Photo courtesy Mary Howell

A native of Long Island, this year’s Louisiana Writer Award winner Tom Piazza first fell in love with New Orleans through music, and he attended Jazz Fest several times before moving to the city in 1994. Piazza is the author of 11 books, including one of the first about the city published after Hurricane Katrina, Why New Orleans Matters, which has just been reissued in a 10-year anniversary edition. More recently, Piazza published the novel City of Refuge, a collection of short writing, Devil Sent the Rain, and his new novel, A Free State.

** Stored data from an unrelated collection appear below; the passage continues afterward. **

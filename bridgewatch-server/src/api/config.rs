//! Configuration handlers

use axum::{extract::State, response::Json};

use bridgewatch_types::WatchdogConfig;

use crate::state::AppState;

const REDACTED: &str = "********";

/// Effective configuration with secrets masked.
pub async fn get_config(State(state): State<AppState>) -> Json<WatchdogConfig> {
    Json(redact(state.watchdog().config()))
}

pub fn redact(config: &WatchdogConfig) -> WatchdogConfig {
    let mut config = config.clone();
    if config.bridge.api_token.is_some() {
        config.bridge.api_token = Some(REDACTED.to_string());
    }
    if config.recovery.auth_token.is_some() {
        config.recovery.auth_token = Some(REDACTED.to_string());
    }
    config
}
//! Health verdicts and the `/health` response shape.

use chrono::{DateTime, Utc};
use serde::{Deserialize, Serialize};
use std::fmt;

/// Overall result of one evaluation tick.
#[derive(Debug, Clone, Copy, PartialEq, Eq, Serialize, Deserialize)]
#[serde(rename_all = "snake_case")]
pub enum OverallHealth {
    Healthy,
    Unhealthy,
}

impl fmt::Display for OverallHealth {
    fn fmt(&self, f: &mut fmt::Formatter<'_>) -> fmt::Result {
        match self {
            OverallHealth::Healthy => write!(f, "healthy"),
            OverallHealth::Unhealthy => write!(f, "unhealthy"),
        }
    }
}

/// Three-signal health verdict plus the diagnostics that produced it.
#[derive(Debug, Clone, PartialEq, Serialize, Deserialize)]
pub struct HealthVerdict {
    /// Probe answered 2xx and the last cycle was not aborted on connection
    pub reachable: bool,
    /// Newest snapshot is younger than the staleness threshold
    pub freshness_ok: bool,
    /// Fraction of Fresh active accounts meets the sync-ratio threshold
    pub sync_ratio_ok: bool,
    pub overall: OverallHealth,
    /// Fraction of active accounts currently Fresh
    pub sync_ratio: f64,
    /// Fraction of cached active accounts at zero balance
    pub zero_balance_ratio: f64,
    /// Unreachable, low sync ratio and majority-zero balances all at once
    pub broker_disconnect_suspected: bool,
    #[serde(default, skip_serializing_if = "Option::is_none")]
    pub probe_error: Option<String>,
    #[serde(default, skip_serializing_if = "Option::is_none")]
    pub newest_snapshot_age_secs: Option<i64>,
    pub evaluated_at: DateTime<Utc>,
}

impl HealthVerdict {
    pub fn is_healthy(&self) -> bool {
        self.overall == OverallHealth::Healthy
    }

    /// Short machine-readable list of the failing signals, used in alert and
    /// recovery payloads.
    pub fn failing_signals(&self) -> Vec<&'static str> {
        let mut failing = Vec::new();
        if !self.reachable {
            failing.push("reachability");
        }
        if !self.freshness_ok {
            failing.push("freshness");
        }
        if !self.sync_ratio_ok {
            failing.push("sync_ratio");
        }
        failing
    }
}

/// Body of `GET /health`, both served by the daemon and read from the bridge.
#[derive(Debug, Clone, PartialEq, Eq, Serialize, Deserialize)]
#[serde(rename_all = "camelCase")]
pub struct HealthEndpointResponse {
    pub status: String,
    #[serde(default)]
    pub cache_complete: bool,
    #[serde(default)]
    pub accounts_cached: usize,
    #[serde(default)]
    pub total_accounts: usize,
}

225: As someone who’s very much associated with Louisiana, how do you answer the “are you from here” question?
Piazza:
I think of myself as an American writer, because other places are in my frame of reference. I’m proud to be recognized as a writer who’s made his life in Louisiana and New Orleans. That’s where I’ve chosen to stay; that’s where I am. But I think of Louisiana and New Orleans as part of a larger context. I don’t see it as a hermetic bubble. It’s part of the ongoing story of the fate of the United States.

Often, people go to New Orleans as if it’s caught in time, neglecting that it’s always been in a state of transition and influence from around the world.
That’s what makes the city what it is. And it’s going to be even more so going forward, as it has been since Katrina. I think the latest figure I saw is that somewhere around 10 percent—10 percent!—of the city’s population arrived here after the disaster. That’s an extraordinary paradigm shift, if you will, for the city.

The entire country was affected by the diaspora of people from New Orleans. And as we’ve seen in recent years, the entire country has gotten susceptible to disasters.

A Free State, by Tom PiazzaWhat was the genesis of A Free State—what inspired you to write this book?
The bizarre, bizarre national sensation of blackface minstrelsy, assuming of the black mask and vicious caricatures of African-Americans, at exactly the same time that the nation’s about to be torn apart.

A Free State is the story of Henry, a runaway slave and banjo player, who joins a blackface minstrelsy troupe in Philadelphia in 1855, when white performers in blackface is the popular entertainment of the day.

Henry, in my book, is somebody who’s trying to get free. Somebody whose greatest strength, in a sense, becomes his greatest vulnerability, because of the situation in which he finds himself. It was an interesting scenario to me. I couldn’t get rid of it. That’s the essence of tragedy anyway, that very often your greatest strength lies right next to—if it’s not exactly the same as—your greatest liability. That’s fundamental of a lot of our understanding of the human situation. That’s the genesis of this book.